Florida enjoyed the closest thing to an off week Saturday night, beating an outmanned McNeese St. team that was likely one of the worst teams to come to the Swamp in decades. The Gators were able to play many young guys early and often, emptying the bench in the second half and fortunately avoiding any injuries of note.
Coach Napier did what I expected – running the ball early and often for reps in preparation for the schedule to come. There was nothing of note put on film for Tennessee to look at – the offense made vanilla look exotic. There was more tempo between plays, which I can only hope continues, but something tells me it won’t against better opponents until Napier proves he’s willing. With the new clock rules having a running clock until the last few minutes of each half, there is less time than ever to run plays, so an offense needs to pick up the pace in order to get as many possessions as possible. The Gator defense was unchallenged all night, and only allowed 112 total yards. I wish there was more of substance to take away from their performance, but MSU was truly awful. Their only score came after a turnover by Florida’s bench players inside the Gator 20-yard line with a few minutes left.
Things are going to get real this Saturday night, with the SEC opener against Tennessee at the Swamp. After the sloppy and disjointed loss at Utah in the opener, Gator Nation needs to see a solid effort from both the players and coaching staff this week. The Vols come in ranked in the Top 10, but that’s more based on last year’s results, as they have not looked particularly good beating Virginia and Austin Peay. Still, their fast-break offense will be a huge challenge for Florida’s young and inexperienced defense to handle, even at home.
Tennessee is riding with Joe Milton at QB, and he has looked pedestrian at times in place of last year’s starter, Hendon Hooker. As much attention is given to the Vol’s tempo on offense and passing game, it’s their running game which has to be contained in order for the Gators to win. If Florida can force Milton into obvious passing situations, he has shown he will struggle to complete a high percentage of throws and also be subject to sacks and turnovers. He is not comfortable handling pressure in the backfield, and this is priority one for the Gators. Tennessee has two good RBs in Jaylen Wright and Jabari Small -neither of which are terribly big but both are quick, slashing runners. It’s incumbent on Florida’s front seven to stay disciplined in both filling the running lanes with the LBs and setting the edge with the DEs. Ramel Keyton, Squirrel White, and Bru McCoy make up a decent WR corps, but nothing the Gator secondary can’t handle with any help from the pass rush. The Gator LBs will have to be aware and on point in covering the RBs out of the backfield, though – something that has been a struggle for years now. Players like DLs Chris McClellan and Caleb Banks, LBs Princely Umanmielen and Shemar James, and DBs Jason Marshall, Jaydon Hill, and Jordan Castell all have to play well and lead the defense in it’s biggest challenge of the season to date.

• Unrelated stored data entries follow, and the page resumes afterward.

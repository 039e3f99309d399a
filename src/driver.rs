//! The stream driver.
//!
//! Owns the position tracker and the table metadata cache and moves every
//! event through filter → decoder → synthesizer → output, strictly in
//! order, until one of the stop conditions fires:
//!
//! - bounded mode: the idle timeout passes without an event
//! - the source reports end of stream or fails
//! - bounded mode: a rotation names a file outside the requested range
//! - bounded mode: the stop file's stop position is reached
//! - the cancellation token fires

use crate::config::RunConfig;
use crate::filter;
use crate::metadata::{is_schema_change, TableMetadataCache};
use crate::output::OutputStatement;
use crate::position::PositionTracker;
use crate::synth::{synthesize, synthesize_query};
use binlog_core::{ChangeEvent, EventPayload, EventSource, Pulled, RowsEvent, StreamPosition};
use mysql_types::{decode_rows, DecodeOptions};
use std::fmt;
use std::io::Write;
use tokio_util::sync::CancellationToken;
use tracing::{debug, error, info, warn};

/// How a run ended.
#[derive(Debug, Clone, Copy, PartialEq, Eq)]
pub enum Outcome {
    Ok,
    Error,
}

#[derive(Debug, Clone, PartialEq, Eq)]
pub enum DriverState {
    Init,
    Streaming,
    Stopped(Outcome),
}

/// Why the driver stopped.
#[derive(Debug, Clone, PartialEq, Eq)]
pub enum StopReason {
    /// A precondition failed before streaming
    Precondition,
    IdleTimeout,
    EndOfStream,
    StopPosition,
    RotateOutOfRange(String),
    Cancelled,
    SourceError,
    OutputError,
}

impl fmt::Display for StopReason {
    fn fmt(&self, f: &mut fmt::Formatter<'_>) -> fmt::Result {
        match self {
            StopReason::Precondition => write!(f, "precondition failed"),
            StopReason::IdleTimeout => write!(f, "idle timeout"),
            StopReason::EndOfStream => write!(f, "end of stream"),
            StopReason::StopPosition => write!(f, "stop position reached"),
            StopReason::RotateOutOfRange(file) => write!(f, "rotated to {file}, outside the requested files"),
            StopReason::Cancelled => write!(f, "cancelled"),
            StopReason::SourceError => write!(f, "source error"),
            StopReason::OutputError => write!(f, "output error"),
        }
    }
}

/// Summary of a finished run.
#[derive(Debug, Clone, PartialEq, Eq)]
pub struct RunReport {
    pub outcome: Outcome,
    pub reason: StopReason,
    pub last_error: Option<String>,
    pub statements_emitted: u64,
    pub events_seen: u64,
    /// Rows events skipped because they could not be decoded
    pub decode_skips: u64,
    /// Where to resume: end of the last event with a real offset
    pub last_position: Option<StreamPosition>,
}

impl RunReport {
    pub fn is_ok(&self) -> bool {
        self.outcome == Outcome::Ok
    }

    pub fn log(&self) {
        let position = self
            .last_position
            .as_ref()
            .map(ToString::to_string)
            .unwrap_or_else(|| "-".to_string());
        info!(
            "Stopped ({:?}): {}; {} statements from {} events, {} skipped, last position {}",
            self.outcome,
            self.reason,
            self.statements_emitted,
            self.events_seen,
            self.decode_skips,
            position
        );
        if let Some(e) = &self.last_error {
            error!("Last error: {e}");
        }
    }
}

/// Where streaming starts and which files it may rotate into.
#[derive(Debug, Clone, PartialEq, Eq)]
pub struct StreamSetup {
    pub start_file: String,
    /// Offset streaming starts from in `start_file`
    pub start_position: u64,
    /// Ignored in never-stop mode
    pub in_range_files: Vec<String>,
}

enum Flow {
    Continue,
    Stop(StopReason),
}

#[derive(Debug, Default)]
struct Counters {
    statements_emitted: u64,
    events_seen: u64,
    decode_skips: u64,
}

pub struct StreamDriver {
    config: RunConfig,
    metadata: TableMetadataCache,
    decode_options: DecodeOptions,
    cancel: CancellationToken,
    state: DriverState,
}

impl StreamDriver {
    pub fn new(config: RunConfig, metadata: TableMetadataCache, cancel: CancellationToken) -> Self {
        let decode_options = DecodeOptions::with_timestamp_zone(config.time_zone);
        Self {
            config,
            metadata,
            decode_options,
            cancel,
            state: DriverState::Init,
        }
    }

    pub fn state(&self) -> &DriverState {
        &self.state
    }

    pub fn metadata(&self) -> &TableMetadataCache {
        &self.metadata
    }

    /// Stop before streaming because a precondition failed.
    pub fn abort(&mut self, error: impl fmt::Display) -> RunReport {
        self.state = DriverState::Stopped(Outcome::Error);
        RunReport {
            outcome: Outcome::Error,
            reason: StopReason::Precondition,
            last_error: Some(error.to_string()),
            statements_emitted: 0,
            events_seen: 0,
            decode_skips: 0,
            last_position: None,
        }
    }

    /// Stream `source` until a stop condition, writing one line per statement to `out`.
    pub async fn run<W: Write>(
        &mut self,
        source: &mut dyn EventSource,
        setup: StreamSetup,
        out: &mut W,
    ) -> RunReport {
        self.state = DriverState::Streaming;
        let mut tracker = PositionTracker::new(setup.start_file, setup.start_position);
        let mut counters = Counters::default();
        let deadline = self.config.pull_deadline();
        info!(
            source = source.source_type(),
            "Streaming from {} (flashback: {}, stop never: {})",
            tracker.current_file(),
            self.config.filter.flashback,
            self.config.filter.stop_never
        );

        let (outcome, reason, last_error) = loop {
            let pulled = tokio::select! {
                biased;
                _ = self.cancel.cancelled() => None,
                pulled = source.pull(deadline) => Some(pulled),
            };
            let Some(pulled) = pulled else {
                break (Outcome::Ok, StopReason::Cancelled, None);
            };

            let event = match pulled {
                Ok(Pulled::Event(event)) => event,
                Ok(Pulled::Timeout) => break (Outcome::Ok, StopReason::IdleTimeout, None),
                Ok(Pulled::EndOfStream) => break (Outcome::Ok, StopReason::EndOfStream, None),
                Err(e) => {
                    error!("Event source failed: {e}");
                    break (Outcome::Error, StopReason::SourceError, Some(e.to_string()));
                }
            };

            match self
                .handle_event(event, &mut tracker, &setup.in_range_files, &mut counters, out)
                .await
            {
                Ok(Flow::Continue) => {}
                Ok(Flow::Stop(reason)) => break (Outcome::Ok, reason, None),
                Err(e) => {
                    error!("Failed to write output: {e}");
                    break (Outcome::Error, StopReason::OutputError, Some(e.to_string()));
                }
            }
        };

        self.state = DriverState::Stopped(outcome);
        RunReport {
            outcome,
            reason,
            last_error,
            statements_emitted: counters.statements_emitted,
            events_seen: counters.events_seen,
            decode_skips: counters.decode_skips,
            last_position: tracker.last_position(),
        }
    }

    async fn handle_event<W: Write>(
        &mut self,
        event: ChangeEvent,
        tracker: &mut PositionTracker,
        in_range_files: &[String],
        counters: &mut Counters,
        out: &mut W,
    ) -> std::io::Result<Flow> {
        counters.events_seen += 1;
        let (start, end) = tracker.observe(event.end_log_position());
        debug!(
            event_type = ?event.header.event_type,
            end_log_position = end,
            "Event"
        );

        match &event.payload {
            EventPayload::Rotate(rotate) => {
                let in_range = in_range_files.iter().any(|f| *f == rotate.next_file);
                if !self.config.filter.stop_never && !in_range {
                    return Ok(Flow::Stop(StopReason::RotateOutOfRange(
                        rotate.next_file.clone(),
                    )));
                }
                tracker.on_rotate(rotate.next_file.clone());
                info!("Rotate to {}", rotate.next_file);
            }
            EventPayload::TableMap(table_map) => {
                self.metadata.on_table_map(table_map).await;
            }
            EventPayload::Query(query) if is_schema_change(&query.query) => {
                self.metadata.invalidate_catalog();
            }
            _ => {}
        }

        if filter::accept(&event, tracker.current_file(), &self.config.filter) {
            let statements = self.statements(&event, counters);
            for sql in statements {
                let line = OutputStatement::new(
                    sql,
                    start,
                    end,
                    event.timestamp(),
                    &self.config.time_zone,
                );
                writeln!(out, "{line}")?;
                counters.statements_emitted += 1;
            }
            out.flush()?;
        }

        let filter = &self.config.filter;
        if !filter.stop_never
            && filter.stop_position != 0
            && filter.is_stop_file(tracker.current_file())
            && end >= filter.stop_position
        {
            return Ok(Flow::Stop(StopReason::StopPosition));
        }
        Ok(Flow::Continue)
    }

    fn statements(&self, event: &ChangeEvent, counters: &mut Counters) -> Vec<String> {
        let flashback = self.config.filter.flashback;
        let statements = match &event.payload {
            EventPayload::Query(query) => vec![synthesize_query(&query.query, flashback)],
            EventPayload::Rows(rows) => self.row_statements(rows, event.end_log_position(), counters),
            _ => Vec::new(),
        };
        statements.into_iter().filter(|s| !s.is_empty()).collect()
    }

    fn row_statements(&self, rows: &RowsEvent, end: u64, counters: &mut Counters) -> Vec<String> {
        let flashback = self.config.filter.flashback;
        let Some(table) = self.metadata.get(rows.table_id) else {
            warn!(
                table_id = rows.table_id,
                end_log_position = end,
                "Skipping rows event for a table id without a table map"
            );
            counters.decode_skips += 1;
            return Vec::new();
        };

        match decode_rows(rows, table, &self.decode_options) {
            Ok(changes) => changes
                .iter()
                .map(|change| synthesize(change, table, flashback))
                .collect(),
            Err(e) => {
                warn!(
                    table_id = rows.table_id,
                    end_log_position = end,
                    "Skipping rows event for {}.{}: {e}",
                    table.schema,
                    table.table
                );
                counters.decode_skips += 1;
                Vec::new()
            }
        }
    }
}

Until something changes, I expect more ball-control pace for the Florida offense, trying to get the running game going enough to keep Tennessee’s offense on the sideline and shortening the game by running clock. And I also expect the Vols to employ what every Gator opponent on defense will – stacking the box until the Gators can prove they can win with their passing game. While I’m hopeful the running game will show better than against Utah (that’s not saying much), Graham Mertz and the receivers have to step up and make some big plays. Tennessee’s defense is decent but nothing special – can the Gators show they’re good enough to take advantage of passing opportunities? Just another question that remains unanswered until this game is over. I hope they feed Ricky Pearsall plenty of targets, and also get Eugene Wilson on the edge with some jet sweeps and quick passes to let him work in space. What I don’t want to see are continued 2 TE sets, as none have shown they can threaten as receivers, and this allows the defense to crowd the line of scrimmage and short-to-intermediate passing zones.
This is a massive game for Napier’s perception – not just from Gator Nation, but from the entire country. Year one ended badly, year two started badly, and the SEC is relentless in exposing problems. Florida must show it can play better against legitimate competition, despite all of the youth and inexperience on the roster. This roster is almost completely Napier’s now, and it’s time to see improvement and better in-game coaching/playcalling/adjustments. Unfortunately, I’m afraid that the tempo of Tennessee’s offense causes just enough problems for the young Gator defense that they are able to score enough to win at the Swamp, even if I’m not sold on their QB or defense.